Me, the late great John Steinbeck, and a guy played by Johnny Depp

I've been spending the last few weeks slowly working my way through a book, a very good and famous book, one that I had never read before. I'm stunned that it took me this long to read it. I figure maybe I wasn't ready for it yet, that it means more to me now at this stage of my life than it would have earlier. It's a brick of a book, and I often re-read a paragraph three times. I've been carrying it around the house with a dictionary and a stack of Post-its and a pen. I can't tell you how many times I thought I should make the dictionary a reading companion and this is the first time I've actually done it. This book is doing something to my brain.

It touches on so many things that shaped me in my real life: Land, farming, a man with a plan, the philosopher farmer, the inventor who never gets rich, physical labour just to earn a meagre living. The Bible. The weather. Family. History repeating itself. The way the land can make you and break you, all in one lifetime.

The first Steinbeck novel I read was THE RED PONY, which I think now I read way too soon. I would have been about 11 or 12. I didn't really get it. There wasn't nearly enough pony in it for me. I've been carting that novel around with me ever since, and from where I sit right now I can see it on my bookshelf. I ought to give it another crack. In high school I went through a serious King Arthur obsession, and stumbled upon his retelling of the whole knights-round table- holy grail saga. A few years ago I finally read OF MICE AND MEN which was so slight and short but carried a heck of an impact.

Yet it took me until age 37 to pick up EAST OF EDEN. It doesn't matter that it took me so long to finally read it. The importance is that I'm reading it now.

Yesterday I closed the back cover of my 356 page manuscript. I still feel weird calling it A Manuscript. It's just a chunk of printer paper with words all over it, and now, pencil marks on every page. I thought it was done last August. I shuffled off my queries, got my rejections and decided it needed some clarification. I thought it was ready in October. I sent off more queries, got more rejections, and thought about it for a couple more months. And for the last six weeks, I've been going through it a few pages at a time, armed with a pencil. I examined it and scrutinized it and agonized over it.

Sometimes I was cautious. Sometimes I got bold and slashed out whole paragraphs. I drew arrows where things could be traded around. I asked myself if this all made sense.

Believe me when I say I've lost sleep over this thing. I'm not exaggerating.

It was by far the most difficult edit I've had to do. By the ninth time through, I'm tired. I'm anxious because I still doubt the whole thing. I found so many things to correct after eight previous edits. What if it's still not right? Could I spend another year on this thing?
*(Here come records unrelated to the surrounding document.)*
pub mod leaky_bucket;

pub use leaky_bucket::{LeakyBucket, SimulationResult, drop_rate, simulate};
use std::collections::BTreeMap;

use crate::api::topology_dto::TopologyGraphDto;
use crate::domain::config::AnalysisConfig;
use crate::domain::financial::{FinancialSummary, summarize_financials};
use crate::domain::optimizer::link_traffic::{LinkStats, LinkTraffic, TRAFFIC_SAMPLE_POINTS, TrafficPoint, downsample};
use crate::domain::optimizer::{CapacityOptimizer, OptimizationResult, optimize_links};
use crate::domain::series::CellSeries;
use crate::domain::series::frame::SeriesFrame;
use crate::domain::simulator::{LeakyBucket, SimulationResult};
use crate::domain::topology::correlation::CorrelationMatrix;
use crate::domain::topology::{LinkTopology, TopologyDiagnostic, infer_from_frame};
use crate::domain::utils::id::LinkId;
use crate::error::{Error, Result};

/// Reindexed cell data plus a cached link topology.
///
/// Built once per data set; the simulation, optimization and financial
/// queries reuse the cached frame and topology and take their parameters
/// per call.
#[derive(Debug, Clone)]
pub struct NetworkAnalysis {
    config: AnalysisConfig,
    frame: SeriesFrame,
    topology: LinkTopology,
    correlation: Option<CorrelationMatrix>,
    converged: bool,
    diagnostics: Vec<TopologyDiagnostic>,
}

impl NetworkAnalysis {
    /// Reindexes `series` and infers the topology from packet loss
    /// correlation.
    pub fn new(series: &[CellSeries], config: AnalysisConfig) -> Result<Self> {
        config.validate()?;

        let frame = SeriesFrame::reindex(series, config.topology.timestamp_precision);
        log::info!("Reindexed {} cells onto {} timestamps.", frame.cell_count(), frame.timestamps().len());

        let inference = infer_from_frame(&frame, &config.topology)?;

        Ok(Self {
            config,
            frame,
            topology: inference.topology,
            correlation: Some(inference.correlation),
            converged: inference.converged,
            diagnostics: inference.diagnostics,
        })
    }

    /// Uses a topology computed earlier (e.g. read back from a capacity
    /// report) instead of inferring one.
    pub fn with_topology(series: &[CellSeries], topology: LinkTopology, config: AnalysisConfig) -> Result<Self> {
        config.validate()?;

        let frame = SeriesFrame::reindex(series, config.topology.timestamp_precision);
        let diagnostics = topology.validate(frame.cells());

        Ok(Self { config, frame, topology, correlation: None, converged: true, diagnostics })
    }

    pub fn config(&self) -> &AnalysisConfig {
        &self.config
    }

    pub fn frame(&self) -> &SeriesFrame {
        &self.frame
    }

    pub fn topology(&self) -> &LinkTopology {
        &self.topology
    }

    /// `None` when the topology was supplied rather than inferred.
    pub fn correlation(&self) -> Option<&CorrelationMatrix> {
        self.correlation.as_ref()
    }

    pub fn converged(&self) -> bool {
        self.converged
    }

    pub fn diagnostics(&self) -> &[TopologyDiagnostic] {
        &self.diagnostics
    }

    pub fn topology_graph(&self) -> TopologyGraphDto {
        TopologyGraphDto::from(&self.topology)
    }

    /// Aggregate traffic of one link.
    pub fn link_traffic(&self, link: LinkId) -> Result<LinkTraffic> {
        let members = self.topology.cells(link).ok_or(Error::UnknownLink(link.get()))?;
        Ok(LinkTraffic::aggregate(&self.frame, link, members))
    }

    /// Runs every link at the same candidate capacity. Links without data
    /// report no drops.
    pub fn simulate_network(&self, capacity_gbps: f64, buffer_time_sec: f64) -> BTreeMap<LinkId, SimulationResult> {
        let bucket = LeakyBucket::from(&self.config.simulation);

        self.topology
            .iter()
            .map(|(link, members)| {
                let traffic = LinkTraffic::aggregate(&self.frame, link, members);
                let result = if traffic.has_data() {
                    bucket.simulate(capacity_gbps, &traffic.aggregate_gbps, buffer_time_sec)
                } else {
                    SimulationResult { drop_rate: 0.0, congested: false }
                };
                (link, result)
            })
            .collect()
    }

    pub fn find_optimal_capacity(&self, buffer_time_sec: f64, sla_drop_rate: f64) -> BTreeMap<LinkId, OptimizationResult> {
        let optimizer = CapacityOptimizer::from(&self.config);
        optimize_links(&self.frame, &self.topology, &optimizer, buffer_time_sec, sla_drop_rate)
    }

    pub fn calculate_financials(&self, buffer_time_sec: f64, sla_drop_rate: f64, cost_per_gbps: f64) -> FinancialSummary {
        let results = self.find_optimal_capacity(buffer_time_sec, sla_drop_rate);
        summarize_financials(&results, cost_per_gbps)
    }

    /// Peak, percentiles and mean of a link's aggregate. `None` when no
    /// member cell has data.
    pub fn link_stats(&self, link: LinkId) -> Result<Option<LinkStats>> {
        let traffic = self.link_traffic(link)?;
        Ok(traffic.has_data().then(|| LinkStats::from_series(&traffic.aggregate_gbps)))
    }

    /// Aggregate traffic of a link thinned out for display.
    pub fn traffic_sample(&self, link: LinkId) -> Result<Vec<TrafficPoint>> {
        let traffic = self.link_traffic(link)?;
        if !traffic.has_data() {
            return Ok(Vec::new());
        }
        Ok(downsample(self.frame.timestamps(), &traffic.aggregate_gbps, TRAFFIC_SAMPLE_POINTS))
    }
}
I gotta suck it up and stay at it. I've been slow, I've been deliberate. I've been reluctant! I've spent too many hours in my jammies while my dog anticipated his daily walk.

But I keep telling myself that at least I have stayed at it. I was tempted every day to procrastinate the hell out of this project, and believe me, I have perfected the art of procrastination.

Wouldn't it be easy to give up? This is too hard. Even if I get it perfect there's no guarantee that it'll ever become anything. I could just give up and immerse myself in the horse world, forget about writing, and spend the rest of my life squashing down all those stories in my head.

Uh, no.

I gotta do this.

Are all writers crazy? Varying degrees of crazy? Or is it just me? Is it totally disrespectful of me to place Steinbeck in a blog post alongside a character from a cheesy movie based on a Stephen King short story, just for the opportunity to post pictures of my favourite master of facial expressions, because after all it is Friday and that's what I do? Well, I'm kinda goofy that way.

It's my scheduled barn day, and I'm going to go out and ride between snowbanks, get some equilibrium back. Get some horse smell on my gloves. This'll all sort itself out. When I come home I'll wrap myself up in a Grandma-crocheted blanket and wrap myself around a really great book. It's all going to work itself out.

That's my reward for all the work, right? Not just that I did the work, all the rewriting and scribbling, and the manure raking (both literal and figurative) and braved the elements, but that I keep going, no matter how slow. Allowing myself to read a life changing book is my reward.

I hope you all have a good weekend.


coffeypot said...

Why don't you just dig ditches? It is good exercise, it is something that can be done without stressing yourself out and you don't have to redo it every time you climb out and look back at it. And you can talk to the dirt and the rocks and tree roots and the worms (both halves if needed.) Think about it!

Heidi the Hick said...

Oh that is awesome! The talking to the rocks and tree roots and worm halves!

I have really shoveled enough snow to last me for a few months' worth of shoveling. The part about not having to redo the job... that's very appealing.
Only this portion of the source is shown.